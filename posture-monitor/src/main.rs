mod config;
mod console_view;
mod diagnostics;

use anyhow::{Context, Result};
use clap::Parser;
use console_view::{format_snapshot, ConsoleView};
use diagnostics::{handle_diagnostic_command, load_config, Cli};
use posture_monitor_core::{DetectionController, Document, HttpBackend, PageView, PostureBackend};
use std::io::BufRead;
use std::time::Duration;
use tokio::sync::mpsc;
use tracing::{info, warn};

type Controller = DetectionController<HttpBackend, ConsoleView>;

/// What a line typed into the session asks for
#[derive(Debug, Clone, Copy, PartialEq, Eq)]
enum SessionCommand {
    Toggle,
    Snapshot,
    Quit,
    Unknown,
}

impl SessionCommand {
    fn parse(line: &str) -> Self {
        match line.trim() {
            "" | "t" | "toggle" => SessionCommand::Toggle,
            "s" | "status" => SessionCommand::Snapshot,
            "q" | "quit" | "exit" => SessionCommand::Quit,
            _ => SessionCommand::Unknown,
        }
    }
}

#[tokio::main]
async fn main() -> Result<()> {
    let cli = Cli::parse();

    if let Some(command) = &cli.command {
        return handle_diagnostic_command(command, &cli).await;
    }

    diagnostics::init_logging(&cli).context("Failed to initialize logging")?;

    let config = load_config(&cli)?;
    info!("Configuration loaded");
    info!("Posture service: {}", config.backend.base_url);
    info!("Poll interval: {}ms", config.polling.interval_ms);

    let backend = config.http_backend()?;
    let document = Document::posture_page(&backend.placeholder_url());
    let page = PageView::bind(&document).context("Failed to bind page elements")?;
    let view = ConsoleView::new(page);
    let controller = DetectionController::new(backend, view, config.controller_config());

    if cli.autostart {
        controller.start_detection().await;
    }

    println!("Enter (or t) toggles detection, s shows the page, q quits");
    let session = run_session(&controller).await;

    shutdown(&controller, config.release.timeout()).await;
    println!("Session: {}", controller.view().stats());
    session
}

/// Forward stdin lines from a dedicated thread
///
/// Lives on its own OS thread so a pending read never holds up shutdown.
fn spawn_stdin_reader() -> mpsc::Receiver<std::io::Result<String>> {
    let (tx, rx) = mpsc::channel(8);
    std::thread::spawn(move || {
        for line in std::io::stdin().lock().lines() {
            if tx.blocking_send(line).is_err() {
                break;
            }
        }
    });
    rx
}

/// Read commands from stdin until quit, EOF or Ctrl-C
async fn run_session(controller: &Controller) -> Result<()> {
    let mut lines = spawn_stdin_reader();

    loop {
        tokio::select! {
            line = lines.recv() => {
                let Some(line) = line.transpose().context("Failed to read stdin")? else {
                    info!("Input closed");
                    return Ok(());
                };

                match SessionCommand::parse(&line) {
                    SessionCommand::Toggle => controller.toggle().await,
                    SessionCommand::Snapshot => {
                        println!("{}", format_snapshot(&controller.view().snapshot()));
                    }
                    SessionCommand::Quit => return Ok(()),
                    SessionCommand::Unknown => {
                        println!("Unknown command '{}'", line.trim());
                    }
                }
            }
            _ = tokio::signal::ctrl_c() => {
                info!("Received interrupt");
                return Ok(());
            }
        }
    }
}

/// Unload the page and give the camera release a bounded chance to finish
async fn shutdown(controller: &Controller, timeout: Duration) {
    let Some(release) = controller.unload() else {
        return;
    };

    match tokio::time::timeout(timeout, release).await {
        Ok(Ok(())) => info!("Camera release finished"),
        Ok(Err(e)) => warn!("Camera release task failed: {}", e),
        Err(_) => warn!("Camera release still pending after {:?}", timeout),
    }
}
//! Command Line and Logging
//!
//! CLI definition, logging setup and the one-shot diagnostic commands that
//! talk to the posture service without starting a session.

use crate::config::Config;
use anyhow::{Context, Result};
use clap::{Parser, Subcommand};
use posture_monitor_core::{MetricsDisplay, PostureBackend};
use std::path::PathBuf;
use std::time::Duration;
use tracing::{info, warn, Level};
use tracing_subscriber::{fmt, EnvFilter};

/// Posture monitor command-line interface
#[derive(Parser, Debug)]
#[command(name = "posture-monitor")]
#[command(about = "Client for a posture-detection service", long_about = None)]
#[command(version)]
pub struct Cli {
    /// Set log level (error, warn, info, debug, trace)
    #[arg(short, long, value_name = "LEVEL", default_value = "info")]
    pub log_level: String,

    /// Enable JSON structured logging
    #[arg(long)]
    pub json_logs: bool,

    /// Show timestamps in logs
    #[arg(long, value_name = "BOOL", default_value_t = true, action = clap::ArgAction::Set)]
    pub timestamps: bool,

    /// Configuration file (defaults to the user config directory)
    #[arg(short, long, value_name = "PATH")]
    pub config: Option<PathBuf>,

    /// Start detection as soon as the session opens
    #[arg(long)]
    pub autostart: bool,

    /// Diagnostic subcommand
    #[command(subcommand)]
    pub command: Option<DiagnosticCommand>,
}

/// One-shot commands for checking the posture service
#[derive(Subcommand, Debug)]
pub enum DiagnosticCommand {
    /// Show version information
    Version,

    /// Show the effective configuration
    DumpConfig,

    /// Fetch and print posture samples
    Metrics {
        /// Number of samples
        #[arg(short, long, default_value = "5")]
        count: usize,

        /// Pause between samples in milliseconds
        #[arg(short, long, default_value = "200")]
        interval_ms: u64,
    },

    /// Ask the service to release the camera
    StopCamera,

    /// Ask the service to open the camera
    StartCamera,
}

/// Initialize logging based on CLI configuration
pub fn init_logging(cli: &Cli) -> Result<()> {
    let log_level = cli.log_level.parse::<Level>().with_context(|| {
        format!(
            "Invalid log level '{}'. Valid levels: error, warn, info, debug, trace",
            cli.log_level
        )
    })?;

    let filter = EnvFilter::try_from_default_env()
        .or_else(|_| EnvFilter::try_new(log_level.as_str()))
        .context("Failed to create log filter")?;

    let subscriber = fmt()
        .with_env_filter(filter)
        .with_target(true)
        .with_thread_ids(false)
        .with_thread_names(false)
        .with_writer(std::io::stderr);

    match (cli.json_logs, cli.timestamps) {
        (true, true) => subscriber.json().init(),
        (true, false) => subscriber.without_time().json().init(),
        (false, true) => subscriber.init(),
        (false, false) => subscriber.without_time().init(),
    }

    info!(
        "Logging initialized: level={}, json={}, timestamps={}",
        log_level, cli.json_logs, cli.timestamps
    );

    Ok(())
}

/// Load the configuration named on the command line, or the default one
pub fn load_config(cli: &Cli) -> Result<Config> {
    match &cli.config {
        Some(path) => Config::load_from(path),
        None => Config::load(),
    }
    .context("Failed to load configuration")
}

/// Run a diagnostic command
pub async fn handle_diagnostic_command(command: &DiagnosticCommand, cli: &Cli) -> Result<()> {
    match command {
        DiagnosticCommand::Version => {
            println!("{} {}", env!("CARGO_PKG_NAME"), env!("CARGO_PKG_VERSION"));
            println!("{}", env!("CARGO_PKG_DESCRIPTION"));
            Ok(())
        }
        DiagnosticCommand::DumpConfig => {
            let config = load_config(cli)?;
            let contents =
                toml::to_string_pretty(&config).context("Failed to serialize config")?;
            println!("{}", contents);
            Ok(())
        }
        DiagnosticCommand::Metrics { count, interval_ms } => {
            let config = load_config(cli)?;
            let backend = config.http_backend()?;

            println!("\n=== Posture Samples ({}) ===", backend.endpoints().metrics_url());
            for i in 0..*count {
                if i > 0 {
                    tokio::time::sleep(Duration::from_millis(*interval_ms)).await;
                }
                match backend.fetch_metrics().await {
                    Ok(sample) => println!("{}", format_sample_line(&MetricsDisplay::from(&sample))),
                    Err(e) => {
                        warn!("Error polling metrics: {}", e);
                        println!("error: {}", e.user_message());
                    }
                }
            }
            Ok(())
        }
        DiagnosticCommand::StopCamera => {
            let config = load_config(cli)?;
            config
                .http_backend()?
                .stop_camera()
                .await
                .context("Camera release failed")?;
            println!("Camera released");
            Ok(())
        }
        DiagnosticCommand::StartCamera => {
            let config = load_config(cli)?;
            config
                .http_backend()?
                .start_camera()
                .await
                .context("Camera start failed")?;
            println!("Camera opened");
            Ok(())
        }
    }
}

/// One line per sample: `neck 12.3°  torso 5.0°  Bad`
pub fn format_sample_line(display: &MetricsDisplay) -> String {
    format!(
        "neck {:>7}  torso {:>7}  {}",
        display.neck_angle, display.torso_angle, display.posture_label
    )
}
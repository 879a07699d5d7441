//! Integration tests for the HTTP backend
//!
//! A throwaway HTTP/1.1 server on a loopback port answers with canned
//! responses per path.

use posture_monitor_core::{BackendEndpoints, HttpBackend, MonitorError, PostureBackend};
use std::collections::HashMap;
use std::sync::atomic::{AtomicUsize, Ordering};
use std::sync::Arc;
use std::time::Duration;
use tokio::io::{AsyncReadExt, AsyncWriteExt};
use tokio::net::TcpListener;

#[derive(Clone)]
struct Route {
    status: &'static str,
    content_type: &'static str,
    body: Vec<u8>,
    delay: Duration,
}

impl Route {
    fn ok(content_type: &'static str, body: impl Into<Vec<u8>>) -> Self {
        Self {
            status: "200 OK",
            content_type,
            body: body.into(),
            delay: Duration::ZERO,
        }
    }

    fn status(status: &'static str, content_type: &'static str, body: impl Into<Vec<u8>>) -> Self {
        Self {
            status,
            content_type,
            body: body.into(),
            delay: Duration::ZERO,
        }
    }

    fn delayed(mut self, delay: Duration) -> Self {
        self.delay = delay;
        self
    }
}

struct TestServer {
    base_url: String,
    hits: Arc<AtomicUsize>,
}

/// Serve `routes` (keyed by path, query ignored) until the test ends
async fn serve(routes: HashMap<&'static str, Route>) -> TestServer {
    let listener = TcpListener::bind("127.0.0.1:0").await.unwrap();
    let base_url = format!("http://{}", listener.local_addr().unwrap());
    let hits = Arc::new(AtomicUsize::new(0));
    let routes = Arc::new(routes);

    let counter = hits.clone();
    tokio::spawn(async move {
        loop {
            let Ok((mut socket, _)) = listener.accept().await else {
                break;
            };
            let routes = routes.clone();
            let counter = counter.clone();

            tokio::spawn(async move {
                let mut request = Vec::new();
                let mut buf = [0u8; 1024];
                while !request.windows(4).any(|w| w == b"\r\n\r\n") {
                    match socket.read(&mut buf).await {
                        Ok(0) | Err(_) => return,
                        Ok(n) => request.extend_from_slice(&buf[..n]),
                    }
                }
                counter.fetch_add(1, Ordering::SeqCst);

                let request = String::from_utf8_lossy(&request);
                let target = request.split_whitespace().nth(1).unwrap_or("/");
                let path = target.split('?').next().unwrap_or(target);

                let route = routes.get(path).cloned().unwrap_or_else(|| {
                    Route::status("404 NOT FOUND", "text/html", "<h1>Not Found</h1>")
                });
                if !route.delay.is_zero() {
                    tokio::time::sleep(route.delay).await;
                }

                let head = format!(
                    "HTTP/1.1 {}\r\nContent-Type: {}\r\nContent-Length: {}\r\nConnection: close\r\n\r\n",
                    route.status,
                    route.content_type,
                    route.body.len()
                );
                let _ = socket.write_all(head.as_bytes()).await;
                let _ = socket.write_all(&route.body).await;
                let _ = socket.shutdown().await;
            });
        }
    });

    TestServer { base_url, hits }
}

fn backend(server: &TestServer) -> HttpBackend {
    HttpBackend::new(BackendEndpoints::new(&server.base_url).unwrap()).unwrap()
}

fn mjpeg_body(frames: usize) -> Vec<u8> {
    let mut body = Vec::new();
    for i in 0..frames {
        body.extend_from_slice(b"--frame\r\nContent-Type: image/jpeg\r\n\r\n");
        body.extend_from_slice(&[0xFF, 0xD8, i as u8, 0xFF, 0xD9]);
        body.extend_from_slice(b"\r\n");
    }
    body
}

#[tokio::test]
async fn test_fetch_metrics() {
    let server = serve(HashMap::from([(
        "/metrics",
        Route::ok(
            "application/json",
            r#"{"neck_angle": 12.34, "torso_angle": 5, "posture": "bad"}"#,
        ),
    )]))
    .await;

    let sample = backend(&server).fetch_metrics().await.unwrap();
    assert_eq!(sample.neck_angle, 12.34);
    assert_eq!(sample.torso_angle, 5.0);
    assert_eq!(sample.posture, "bad");
}

#[tokio::test]
async fn test_fetch_metrics_error_page_is_parse_failure() {
    let server = serve(HashMap::from([(
        "/metrics",
        Route::status(
            "500 INTERNAL SERVER ERROR",
            "text/html",
            "<h1>Internal Server Error</h1>",
        ),
    )]))
    .await;

    let err = backend(&server).fetch_metrics().await.unwrap_err();
    assert!(matches!(err, MonitorError::Json(_)), "got {:?}", err);
}

#[tokio::test]
async fn test_fetch_metrics_timeout() {
    let server = serve(HashMap::from([(
        "/metrics",
        Route::ok("application/json", "{}").delayed(Duration::from_secs(5)),
    )]))
    .await;

    let backend = backend(&server).with_metrics_timeout(Some(Duration::from_millis(100)));
    let err = backend.fetch_metrics().await.unwrap_err();
    assert!(matches!(err, MonitorError::Timeout(_)), "got {:?}", err);
}

#[tokio::test]
async fn test_stop_camera_success_and_failure() {
    let server = serve(HashMap::from([(
        "/stop_camera",
        Route::ok("application/json", r#"{"success": true}"#),
    )]))
    .await;
    backend(&server).stop_camera().await.unwrap();

    let server = serve(HashMap::from([(
        "/stop_camera",
        Route::status("503 SERVICE UNAVAILABLE", "application/json", "{}"),
    )]))
    .await;
    let err = backend(&server).stop_camera().await.unwrap_err();
    assert!(matches!(err, MonitorError::Status(503, _)), "got {:?}", err);
}

#[tokio::test]
async fn test_start_camera_failure_reports_status() {
    let server = serve(HashMap::from([(
        "/start_camera",
        Route::status(
            "500 INTERNAL SERVER ERROR",
            "application/json",
            r#"{"success": false, "error": "Failed to open camera"}"#,
        ),
    )]))
    .await;

    let err = backend(&server).start_camera().await.unwrap_err();
    assert!(matches!(err, MonitorError::Status(500, _)));
    assert_eq!(server.hits.load(Ordering::SeqCst), 1);
}

#[tokio::test]
async fn test_load_stream_counts_frames() {
    let server = serve(HashMap::from([(
        "/video_feed",
        Route::ok("multipart/x-mixed-replace; boundary=frame", mjpeg_body(4)),
    )]))
    .await;

    let backend = backend(&server);
    let url = backend.video_feed_url(1_700_000_000_000);
    let summary = backend.load_stream(&url).await.unwrap();
    assert_eq!(summary.frames, 4);
    assert_eq!(summary.bytes, mjpeg_body(4).len() as u64);
}

#[tokio::test]
async fn test_load_stream_not_found() {
    let server = serve(HashMap::new()).await;

    let backend = backend(&server);
    let url = backend.video_feed_url(1);
    let err = backend.load_stream(&url).await.unwrap_err();
    assert!(matches!(err, MonitorError::Status(404, _)), "got {:?}", err);
}

#[tokio::test]
async fn test_load_stream_rejects_non_image() {
    let server = serve(HashMap::from([(
        "/video_feed",
        Route::ok("text/html", "<html></html>"),
    )]))
    .await;

    let backend = backend(&server);
    let url = backend.video_feed_url(1);
    let err = backend.load_stream(&url).await.unwrap_err();
    assert!(matches!(err, MonitorError::InvalidState(_)), "got {:?}", err);
}

#[tokio::test]
async fn test_unreachable_backend() {
    // Bind and drop to get a port nobody listens on.
    let listener = TcpListener::bind("127.0.0.1:0").await.unwrap();
    let base_url = format!("http://{}", listener.local_addr().unwrap());
    drop(listener);

    let backend = HttpBackend::new(BackendEndpoints::new(&base_url).unwrap()).unwrap();
    let err = backend.stop_camera().await.unwrap_err();
    assert!(matches!(err, MonitorError::ConnectionRefused(_)), "got {:?}", err);
    assert!(err.is_recoverable());
}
==========
◆ **WORK ORDER**: Reproduce the entries above exactly, but only the lines between the line holding "print posture samples" and the line holding "(true, true) =>", inclusive.

◆ **RESPONSE AREA**:
    /// Fetch and print posture samples
    Metrics {
        /// Number of samples
        #[arg(short, long, default_value = "5")]
        count: usize,

        /// Pause between samples in milliseconds
        #[arg(short, long, default_value = "200")]
        interval_ms: u64,
    },

    /// Ask the service to release the camera
    StopCamera,

    /// Ask the service to open the camera
    StartCamera,
}

/// Initialize logging based on CLI configuration
pub fn init_logging(cli: &Cli) -> Result<()> {
    let log_level = cli.log_level.parse::<Level>().with_context(|| {
        format!(
            "Invalid log level '{}'. Valid levels: error, warn, info, debug, trace",
            cli.log_level
        )
    })?;

    let filter = EnvFilter::try_from_default_env()
        .or_else(|_| EnvFilter::try_new(log_level.as_str()))
        .context("Failed to create log filter")?;

    let subscriber = fmt()
        .with_env_filter(filter)
        .with_target(true)
        .with_thread_ids(false)
        .with_thread_names(false)
        .with_writer(std::io::stderr);

    match (cli.json_logs, cli.timestamps) {
        (true, true) => subscriber.json().init(),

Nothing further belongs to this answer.